YOUR OBJECTIVE: Your answer should consist of the lines in the data below that contain "https".

[Collected data entries]
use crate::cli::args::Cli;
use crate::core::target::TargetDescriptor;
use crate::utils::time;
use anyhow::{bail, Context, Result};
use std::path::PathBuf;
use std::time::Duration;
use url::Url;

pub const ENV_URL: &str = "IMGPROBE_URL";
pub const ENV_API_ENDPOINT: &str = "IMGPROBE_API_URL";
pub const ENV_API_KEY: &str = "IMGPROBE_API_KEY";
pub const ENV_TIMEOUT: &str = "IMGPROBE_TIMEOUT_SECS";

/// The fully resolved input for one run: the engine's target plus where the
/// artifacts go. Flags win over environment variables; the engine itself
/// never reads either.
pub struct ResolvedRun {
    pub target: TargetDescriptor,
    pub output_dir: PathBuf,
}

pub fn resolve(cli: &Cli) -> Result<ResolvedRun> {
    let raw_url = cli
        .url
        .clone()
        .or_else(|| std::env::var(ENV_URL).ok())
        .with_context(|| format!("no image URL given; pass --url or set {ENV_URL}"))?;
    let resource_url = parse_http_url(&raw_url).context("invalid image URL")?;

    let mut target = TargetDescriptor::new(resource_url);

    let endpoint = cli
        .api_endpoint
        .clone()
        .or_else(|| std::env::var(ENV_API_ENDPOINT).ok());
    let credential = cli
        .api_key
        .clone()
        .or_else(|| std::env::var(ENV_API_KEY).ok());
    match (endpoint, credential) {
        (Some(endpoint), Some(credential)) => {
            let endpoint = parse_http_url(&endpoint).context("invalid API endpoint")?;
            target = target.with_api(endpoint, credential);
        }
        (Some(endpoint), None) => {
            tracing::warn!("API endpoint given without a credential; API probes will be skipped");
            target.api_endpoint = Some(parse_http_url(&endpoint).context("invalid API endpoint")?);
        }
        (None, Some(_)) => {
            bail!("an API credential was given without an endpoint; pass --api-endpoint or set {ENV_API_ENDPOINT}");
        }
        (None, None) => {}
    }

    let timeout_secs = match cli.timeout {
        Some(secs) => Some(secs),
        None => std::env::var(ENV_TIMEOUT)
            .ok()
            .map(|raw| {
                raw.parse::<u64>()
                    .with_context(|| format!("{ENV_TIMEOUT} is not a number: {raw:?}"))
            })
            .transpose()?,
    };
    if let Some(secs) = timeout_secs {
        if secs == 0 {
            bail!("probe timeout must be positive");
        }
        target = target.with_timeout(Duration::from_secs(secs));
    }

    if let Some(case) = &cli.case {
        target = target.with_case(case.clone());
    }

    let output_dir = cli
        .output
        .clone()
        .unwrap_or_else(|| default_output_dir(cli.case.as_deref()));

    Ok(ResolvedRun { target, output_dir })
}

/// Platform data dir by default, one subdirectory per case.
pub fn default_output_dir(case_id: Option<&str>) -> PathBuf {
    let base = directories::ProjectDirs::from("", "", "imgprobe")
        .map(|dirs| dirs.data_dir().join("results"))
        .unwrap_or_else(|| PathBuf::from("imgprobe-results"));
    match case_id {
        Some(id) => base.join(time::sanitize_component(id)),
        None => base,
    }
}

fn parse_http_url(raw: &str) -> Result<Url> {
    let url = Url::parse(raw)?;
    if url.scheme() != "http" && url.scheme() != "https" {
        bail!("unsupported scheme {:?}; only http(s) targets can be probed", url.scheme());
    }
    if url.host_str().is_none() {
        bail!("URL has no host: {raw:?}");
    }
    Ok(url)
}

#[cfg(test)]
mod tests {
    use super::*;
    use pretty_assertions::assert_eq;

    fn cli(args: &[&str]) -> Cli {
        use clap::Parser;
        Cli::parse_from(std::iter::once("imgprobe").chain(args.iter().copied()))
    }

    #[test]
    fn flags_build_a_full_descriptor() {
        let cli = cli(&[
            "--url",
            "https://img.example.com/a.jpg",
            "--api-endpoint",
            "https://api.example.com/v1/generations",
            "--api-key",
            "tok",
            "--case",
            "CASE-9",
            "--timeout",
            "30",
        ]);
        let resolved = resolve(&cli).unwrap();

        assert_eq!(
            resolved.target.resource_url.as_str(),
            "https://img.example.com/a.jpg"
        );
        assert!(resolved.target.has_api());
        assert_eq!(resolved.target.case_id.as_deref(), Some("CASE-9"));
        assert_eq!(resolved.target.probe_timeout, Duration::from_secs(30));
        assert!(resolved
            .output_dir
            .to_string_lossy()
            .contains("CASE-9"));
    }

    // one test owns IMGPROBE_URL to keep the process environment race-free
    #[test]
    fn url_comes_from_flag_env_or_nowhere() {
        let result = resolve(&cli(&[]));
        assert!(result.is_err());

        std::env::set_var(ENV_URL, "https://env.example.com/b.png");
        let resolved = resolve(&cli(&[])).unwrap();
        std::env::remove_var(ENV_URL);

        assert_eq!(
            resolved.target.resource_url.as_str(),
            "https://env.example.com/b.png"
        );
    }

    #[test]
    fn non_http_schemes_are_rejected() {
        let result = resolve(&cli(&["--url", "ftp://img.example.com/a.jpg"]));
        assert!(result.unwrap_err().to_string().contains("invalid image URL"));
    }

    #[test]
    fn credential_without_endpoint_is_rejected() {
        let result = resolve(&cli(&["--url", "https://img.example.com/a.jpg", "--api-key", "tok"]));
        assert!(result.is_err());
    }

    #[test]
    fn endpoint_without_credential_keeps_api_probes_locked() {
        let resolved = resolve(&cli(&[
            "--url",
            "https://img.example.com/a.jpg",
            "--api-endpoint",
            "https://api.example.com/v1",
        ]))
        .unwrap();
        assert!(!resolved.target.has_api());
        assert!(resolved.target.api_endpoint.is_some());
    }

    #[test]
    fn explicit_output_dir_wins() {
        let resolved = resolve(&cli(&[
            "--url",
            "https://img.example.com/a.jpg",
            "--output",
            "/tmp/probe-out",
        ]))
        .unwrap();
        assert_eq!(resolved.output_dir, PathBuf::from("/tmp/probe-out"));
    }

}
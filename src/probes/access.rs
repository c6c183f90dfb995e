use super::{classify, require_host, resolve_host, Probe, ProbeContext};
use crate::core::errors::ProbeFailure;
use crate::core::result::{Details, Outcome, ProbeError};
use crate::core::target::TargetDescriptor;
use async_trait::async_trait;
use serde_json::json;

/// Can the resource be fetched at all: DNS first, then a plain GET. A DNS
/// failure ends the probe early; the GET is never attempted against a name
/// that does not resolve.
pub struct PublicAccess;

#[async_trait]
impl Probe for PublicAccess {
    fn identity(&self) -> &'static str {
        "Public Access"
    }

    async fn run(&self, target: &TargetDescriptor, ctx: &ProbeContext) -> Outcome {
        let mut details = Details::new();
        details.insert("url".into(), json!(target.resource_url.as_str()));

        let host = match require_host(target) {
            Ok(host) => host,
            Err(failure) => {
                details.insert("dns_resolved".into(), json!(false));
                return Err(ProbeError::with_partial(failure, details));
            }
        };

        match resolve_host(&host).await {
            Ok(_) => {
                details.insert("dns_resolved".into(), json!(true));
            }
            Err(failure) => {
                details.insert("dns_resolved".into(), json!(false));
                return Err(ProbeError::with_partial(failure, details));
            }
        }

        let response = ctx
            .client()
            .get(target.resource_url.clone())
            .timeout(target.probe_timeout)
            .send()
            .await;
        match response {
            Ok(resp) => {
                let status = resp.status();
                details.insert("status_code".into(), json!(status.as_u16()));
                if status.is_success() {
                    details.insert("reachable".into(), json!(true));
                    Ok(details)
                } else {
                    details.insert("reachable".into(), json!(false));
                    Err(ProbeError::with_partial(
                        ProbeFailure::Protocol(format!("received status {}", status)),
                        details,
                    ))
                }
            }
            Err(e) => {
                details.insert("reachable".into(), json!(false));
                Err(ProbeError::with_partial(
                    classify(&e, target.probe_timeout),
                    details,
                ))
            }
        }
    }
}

RESULT BELOW:
    if url.scheme() != "http" && url.scheme() != "https" {
            "https://img.example.com/a.jpg",
            "https://api.example.com/v1/generations",
            "https://img.example.com/a.jpg"
        std::env::set_var(ENV_URL, "https://env.example.com/b.png");
            "https://env.example.com/b.png"
        let result = resolve(&cli(&["--url", "https://img.example.com/a.jpg", "--api-key", "tok"]));
            "https://img.example.com/a.jpg",
            "https://api.example.com/v1",
            "https://img.example.com/a.jpg",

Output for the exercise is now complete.